Figure 4. RBC adhesion to heme-activated ECs correlates with subject clinical phenotype including hemolytic & inflammatory biomarkers, age, and transfusion history.

(A) Two distinct subject subpopulations are present based on plasma LDH levels and ARCs. The study population was segregated into two groups: Group 1 (N=7) and Group 2 (N=9) via k-means clustering analysis. The dashed rectangular regions represent normal ranges for the given clinical parameters. RBCs from subjects in Group 2 (N=9), with significantly increased levels of LDH and ARC, have greater adhesion to both 20 μM (B) and 40 μM (C) heme-activated ECs compared to the RBCs from subjects in Group 1 (N=7, p=0.015 & p=0.015, one-way ANOVA). (D, E) 6 subjects out of 7 in Group 1 (lower RBC adhesion profile) were ≥35 years of age, while only 2 subjects out of 9 in Group 2 (higher RBC adhesion profile) were ≥35 years of age. Adhesion of RBCs from subjects younger than 35 years of age (N=8) was significantly higher to both 20 μM (D) and 40 μM (E) heme-activated ECs (p=0.018 & p=0.031, Mann-Whitney). Subjects with a recent transfusion (Tx) therapy (<3 months) had significantly higher RBC adhesion to both 20 μM (F) and 40 μM (G) heme-activated ECs (p=0.044 & p=0.008, Mann-Whitney). 4 out of 7 subjects with no recent Tx record were on hydroxyurea (HU) while the other 3 subjects were on supportive care at the time of sample collection. 2 out of 9 subjects with a recent Tx record were also receiving HU therapy.

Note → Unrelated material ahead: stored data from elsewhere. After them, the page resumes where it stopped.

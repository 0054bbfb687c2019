//! JSON exports of every stored blob, written atomically and pruned to a fixed count.

use std::collections::BTreeMap;
use std::fs;
use std::io;
use std::path::{Path, PathBuf};

use anyhow::{Context, Result};
use serde::{Deserialize, Serialize};
use serde_json::Value;
use time::OffsetDateTime;

use crate::config::StorageOptions;

const BACKUP_PREFIX: &str = "backup-";
const BACKUP_EXTENSION: &str = "json";
const BACKUP_TMP_EXTENSION: &str = "json.tmp";

#[derive(Debug, Clone, PartialEq, Eq)]
pub struct BackupPolicy {
    pub dir: PathBuf,
    /// 0 keeps every backup.
    pub max_backups: usize,
}

impl BackupPolicy {
    pub fn from_options(options: &StorageOptions) -> Self {
        Self {
            dir: options.backup_dir.clone(),
            max_backups: options.max_backups,
        }
    }
}

/// On-disk backup layout. Blobs that are JSON are embedded as JSON so the file
/// stays readable; anything else is kept as a string.
#[derive(Debug, Clone, PartialEq, Serialize, Deserialize)]
#[serde(rename_all = "camelCase")]
pub struct BackupDocument {
    pub created_at: i64,
    pub key_prefix: String,
    pub entries: BTreeMap<String, Value>,
}

impl BackupDocument {
    pub fn from_blobs(key_prefix: &str, blobs: BTreeMap<String, String>) -> Self {
        let entries = blobs
            .into_iter()
            .map(|(key, raw)| {
                let value = serde_json::from_str(&raw).unwrap_or(Value::String(raw));
                (key, value)
            })
            .collect();
        Self {
            created_at: OffsetDateTime::now_utc().unix_timestamp(),
            key_prefix: key_prefix.to_owned(),
            entries,
        }
    }

    /// Blobs as they should be written back to the key-value backend.
    pub fn into_blobs(self) -> Result<BTreeMap<String, String>> {
        self.entries
            .into_iter()
            .map(|(key, value)| {
                let raw = serde_json::to_string(&value)
                    .with_context(|| format!("re-encoding backup entry {key}"))?;
                Ok((key, raw))
            })
            .collect()
    }
}

#[derive(Debug, Clone, PartialEq, Eq)]
pub struct BackupFile {
    pub path: PathBuf,
    pub created_at: i64,
    seq: u32,
}

pub fn write_backup(policy: &BackupPolicy, document: &BackupDocument) -> Result<PathBuf> {
    fs::create_dir_all(&policy.dir)
        .with_context(|| format!("ensuring backup dir {}", policy.dir.display()))?;
    let json = serde_json::to_vec_pretty(document).context("serialising backup")?;

    let final_path = next_backup_path(&policy.dir, document.created_at);
    let tmp_path = final_path.with_extension(BACKUP_TMP_EXTENSION);
    fs::write(&tmp_path, &json)
        .with_context(|| format!("writing temporary backup {}", tmp_path.display()))?;
    fs::rename(&tmp_path, &final_path)
        .with_context(|| format!("atomically persisting backup {}", final_path.display()))?;
    tracing::info!(
        path = %final_path.display(),
        entries = document.entries.len(),
        "wrote backup"
    );

    let pruned = prune(policy)?;
    if pruned > 0 {
        tracing::info!(pruned, "pruned old backups");
    }
    Ok(final_path)
}

pub fn read_backup(path: &Path) -> Result<BackupDocument> {
    let raw = fs::read(path).with_context(|| format!("reading backup {}", path.display()))?;
    serde_json::from_slice(&raw).with_context(|| format!("parsing backup {}", path.display()))
}

/// Backups in `dir`, newest first.
pub fn list_backups(dir: &Path) -> Result<Vec<BackupFile>> {
    let entries = match fs::read_dir(dir) {
        Ok(entries) => entries,
        Err(err) if err.kind() == io::ErrorKind::NotFound => return Ok(Vec::new()),
        Err(err) => {
            return Err(err).with_context(|| format!("reading backup dir {}", dir.display()))
        }
    };

    let mut backups = Vec::new();
    for entry in entries {
        let entry = match entry {
            Ok(entry) => entry,
            Err(err) => {
                tracing::warn!(?err, "skipping unreadable backup entry");
                continue;
            }
        };
        let path = entry.path();
        if !path.is_file() {
            continue;
        }
        if let Some((created_at, seq)) = parse_backup_name(&path) {
            backups.push(BackupFile {
                path,
                created_at,
                seq,
            });
        }
    }
    backups.sort_by(|a, b| (b.created_at, b.seq).cmp(&(a.created_at, a.seq)));
    Ok(backups)
}

/// Deletes the oldest backups beyond the policy's limit and returns how many went.
pub fn prune(policy: &BackupPolicy) -> Result<usize> {
    if policy.max_backups == 0 {
        return Ok(0);
    }
    let backups = list_backups(&policy.dir)?;
    let mut removed = 0;
    for stale in backups.iter().skip(policy.max_backups) {
        match fs::remove_file(&stale.path) {
            Ok(()) => removed += 1,
            Err(err) if err.kind() == io::ErrorKind::NotFound => {}
            Err(err) => {
                return Err(err)
                    .with_context(|| format!("removing backup {}", stale.path.display()))
            }
        }
    }
    Ok(removed)
}

fn next_backup_path(dir: &Path, created_at: i64) -> PathBuf {
    let base = dir.join(format!("{BACKUP_PREFIX}{created_at}.{BACKUP_EXTENSION}"));
    if !base.exists() {
        return base;
    }
    (1..)
        .map(|seq| dir.join(format!("{BACKUP_PREFIX}{created_at}-{seq}.{BACKUP_EXTENSION}")))
        .find(|candidate| !candidate.exists())
        .unwrap_or(base)
}

fn parse_backup_name(path: &Path) -> Option<(i64, u32)> {
    if path.extension().and_then(|ext| ext.to_str()) != Some(BACKUP_EXTENSION) {
        return None;
    }
    let stem = path.file_stem()?.to_str()?.strip_prefix(BACKUP_PREFIX)?;
    match stem.split_once('-') {
        Some((secs, seq)) => Some((secs.parse().ok()?, seq.parse().ok()?)),
        None => Some((stem.parse().ok()?, 0)),
    }
}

Only 1 subject out of 7 who did not have recent Tx was in Group 2 whereas that ratio was 8 out of 9 among the subjects with recent Tx. N=7 for the no recent Tx subject group and N=9 for the recent Tx subject group. The horizontal brackets between Groups 1 and 2 indicate statistically significant difference. N represents the number of subjects.